┌─ DATASET ENTRIES

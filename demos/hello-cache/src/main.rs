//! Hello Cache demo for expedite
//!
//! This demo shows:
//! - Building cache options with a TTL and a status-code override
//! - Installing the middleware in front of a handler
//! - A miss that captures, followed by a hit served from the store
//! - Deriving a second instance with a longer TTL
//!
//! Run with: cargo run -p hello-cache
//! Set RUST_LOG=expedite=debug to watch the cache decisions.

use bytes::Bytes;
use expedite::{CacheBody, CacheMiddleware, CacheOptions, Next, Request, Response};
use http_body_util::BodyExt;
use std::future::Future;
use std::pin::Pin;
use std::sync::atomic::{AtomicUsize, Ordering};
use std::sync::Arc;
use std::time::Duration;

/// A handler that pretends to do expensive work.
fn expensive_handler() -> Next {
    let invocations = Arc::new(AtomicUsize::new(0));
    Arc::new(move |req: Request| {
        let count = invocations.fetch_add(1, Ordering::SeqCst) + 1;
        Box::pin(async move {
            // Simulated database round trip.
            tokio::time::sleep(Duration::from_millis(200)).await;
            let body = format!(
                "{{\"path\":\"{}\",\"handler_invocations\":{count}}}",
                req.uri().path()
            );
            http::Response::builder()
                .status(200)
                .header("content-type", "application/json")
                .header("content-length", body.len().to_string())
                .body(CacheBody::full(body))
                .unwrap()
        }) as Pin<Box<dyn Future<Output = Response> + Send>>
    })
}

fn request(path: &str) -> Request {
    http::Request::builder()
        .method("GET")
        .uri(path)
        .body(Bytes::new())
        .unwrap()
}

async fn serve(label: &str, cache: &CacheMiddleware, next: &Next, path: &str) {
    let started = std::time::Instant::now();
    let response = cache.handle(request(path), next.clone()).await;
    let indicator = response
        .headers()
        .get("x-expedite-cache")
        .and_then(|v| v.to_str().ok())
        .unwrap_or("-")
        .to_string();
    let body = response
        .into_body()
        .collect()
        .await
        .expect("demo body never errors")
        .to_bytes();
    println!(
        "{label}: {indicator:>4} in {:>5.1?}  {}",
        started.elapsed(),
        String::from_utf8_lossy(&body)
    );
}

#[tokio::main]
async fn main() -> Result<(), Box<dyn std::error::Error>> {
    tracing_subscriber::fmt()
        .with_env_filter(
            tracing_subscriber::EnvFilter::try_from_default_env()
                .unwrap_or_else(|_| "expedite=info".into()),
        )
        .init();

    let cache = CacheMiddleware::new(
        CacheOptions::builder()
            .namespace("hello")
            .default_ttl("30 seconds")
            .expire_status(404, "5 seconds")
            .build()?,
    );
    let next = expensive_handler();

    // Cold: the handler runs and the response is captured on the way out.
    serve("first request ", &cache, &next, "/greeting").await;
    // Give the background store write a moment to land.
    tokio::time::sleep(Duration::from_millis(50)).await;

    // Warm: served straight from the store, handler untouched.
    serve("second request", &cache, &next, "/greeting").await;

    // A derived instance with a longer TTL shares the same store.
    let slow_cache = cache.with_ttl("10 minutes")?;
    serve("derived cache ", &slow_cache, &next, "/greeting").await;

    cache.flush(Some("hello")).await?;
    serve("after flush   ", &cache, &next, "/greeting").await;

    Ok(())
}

└─

- TASK OBJECTIVE: Going through the data above, please tally the lines that contain the string "time" and return only the total.

- FINISHED TASK: 4